- [Provided entries]
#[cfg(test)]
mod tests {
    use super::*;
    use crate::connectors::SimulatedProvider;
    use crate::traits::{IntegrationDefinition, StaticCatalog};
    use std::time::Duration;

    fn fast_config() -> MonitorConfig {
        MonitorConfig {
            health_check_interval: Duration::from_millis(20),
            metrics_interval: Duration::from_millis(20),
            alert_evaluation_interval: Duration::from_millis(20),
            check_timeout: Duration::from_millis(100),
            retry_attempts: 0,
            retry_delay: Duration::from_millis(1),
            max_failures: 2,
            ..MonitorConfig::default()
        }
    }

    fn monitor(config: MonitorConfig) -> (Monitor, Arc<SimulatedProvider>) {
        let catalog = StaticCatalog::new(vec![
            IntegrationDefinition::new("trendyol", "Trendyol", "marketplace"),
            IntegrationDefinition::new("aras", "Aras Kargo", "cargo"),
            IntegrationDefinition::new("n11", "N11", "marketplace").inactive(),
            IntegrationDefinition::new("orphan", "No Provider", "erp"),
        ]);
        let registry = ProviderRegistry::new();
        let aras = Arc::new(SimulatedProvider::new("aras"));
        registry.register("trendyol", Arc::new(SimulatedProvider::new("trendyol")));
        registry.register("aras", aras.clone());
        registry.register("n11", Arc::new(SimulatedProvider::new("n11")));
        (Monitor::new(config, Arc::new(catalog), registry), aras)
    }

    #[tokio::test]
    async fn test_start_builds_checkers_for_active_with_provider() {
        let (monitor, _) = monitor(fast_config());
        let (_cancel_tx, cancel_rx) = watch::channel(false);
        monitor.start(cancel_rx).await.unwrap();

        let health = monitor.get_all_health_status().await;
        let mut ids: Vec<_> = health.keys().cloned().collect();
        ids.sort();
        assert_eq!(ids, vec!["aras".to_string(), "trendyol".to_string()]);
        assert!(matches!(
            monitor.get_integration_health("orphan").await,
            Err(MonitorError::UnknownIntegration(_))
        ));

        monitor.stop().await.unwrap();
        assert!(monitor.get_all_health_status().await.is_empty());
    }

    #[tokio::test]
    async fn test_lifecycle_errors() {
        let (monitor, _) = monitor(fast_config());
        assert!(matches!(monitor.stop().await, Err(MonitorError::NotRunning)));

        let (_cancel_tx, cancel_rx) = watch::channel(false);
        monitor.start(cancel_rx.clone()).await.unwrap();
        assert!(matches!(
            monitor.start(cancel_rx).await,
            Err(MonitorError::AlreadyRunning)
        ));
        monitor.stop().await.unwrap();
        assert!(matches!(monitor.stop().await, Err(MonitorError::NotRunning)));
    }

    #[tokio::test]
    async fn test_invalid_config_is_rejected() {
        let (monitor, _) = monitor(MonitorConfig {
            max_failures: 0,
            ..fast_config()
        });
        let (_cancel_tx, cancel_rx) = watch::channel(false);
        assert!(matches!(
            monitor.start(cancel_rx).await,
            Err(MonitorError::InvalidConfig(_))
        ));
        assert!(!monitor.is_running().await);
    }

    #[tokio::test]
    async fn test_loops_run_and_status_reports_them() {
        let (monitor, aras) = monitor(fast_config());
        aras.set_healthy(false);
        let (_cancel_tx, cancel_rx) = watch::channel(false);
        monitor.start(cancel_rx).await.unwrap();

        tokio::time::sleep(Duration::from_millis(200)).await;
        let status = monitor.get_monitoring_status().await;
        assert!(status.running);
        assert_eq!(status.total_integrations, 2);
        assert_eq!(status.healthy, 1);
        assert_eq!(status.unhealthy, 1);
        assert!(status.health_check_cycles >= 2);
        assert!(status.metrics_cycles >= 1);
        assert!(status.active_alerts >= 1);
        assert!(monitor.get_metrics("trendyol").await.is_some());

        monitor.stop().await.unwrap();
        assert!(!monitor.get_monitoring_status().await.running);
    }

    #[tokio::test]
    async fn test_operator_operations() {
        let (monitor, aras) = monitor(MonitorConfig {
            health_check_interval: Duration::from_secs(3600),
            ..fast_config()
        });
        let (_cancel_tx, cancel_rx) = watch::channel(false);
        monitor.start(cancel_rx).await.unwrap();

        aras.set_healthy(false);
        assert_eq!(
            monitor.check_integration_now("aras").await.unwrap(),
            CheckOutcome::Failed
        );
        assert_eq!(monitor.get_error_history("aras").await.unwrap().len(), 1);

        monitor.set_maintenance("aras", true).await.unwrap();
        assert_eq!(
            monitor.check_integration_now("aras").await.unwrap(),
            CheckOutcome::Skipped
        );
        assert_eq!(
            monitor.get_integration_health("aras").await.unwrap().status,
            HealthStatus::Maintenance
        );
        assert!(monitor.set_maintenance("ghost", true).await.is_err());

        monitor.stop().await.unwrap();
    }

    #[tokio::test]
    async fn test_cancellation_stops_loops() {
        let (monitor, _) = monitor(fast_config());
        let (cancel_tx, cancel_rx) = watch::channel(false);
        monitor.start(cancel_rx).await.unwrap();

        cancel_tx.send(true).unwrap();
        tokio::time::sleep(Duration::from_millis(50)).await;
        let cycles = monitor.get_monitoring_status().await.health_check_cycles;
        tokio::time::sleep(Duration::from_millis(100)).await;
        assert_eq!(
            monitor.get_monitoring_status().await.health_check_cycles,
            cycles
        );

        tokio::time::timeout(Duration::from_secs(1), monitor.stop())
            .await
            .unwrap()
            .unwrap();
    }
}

- [Task to carry out] Your reply should hold every line from the data that contains "marketplace", copied in full.

- [Answer section]
            IntegrationDefinition::new("trendyol", "Trendyol", "marketplace"),
            IntegrationDefinition::new("n11", "N11", "marketplace").inactive(),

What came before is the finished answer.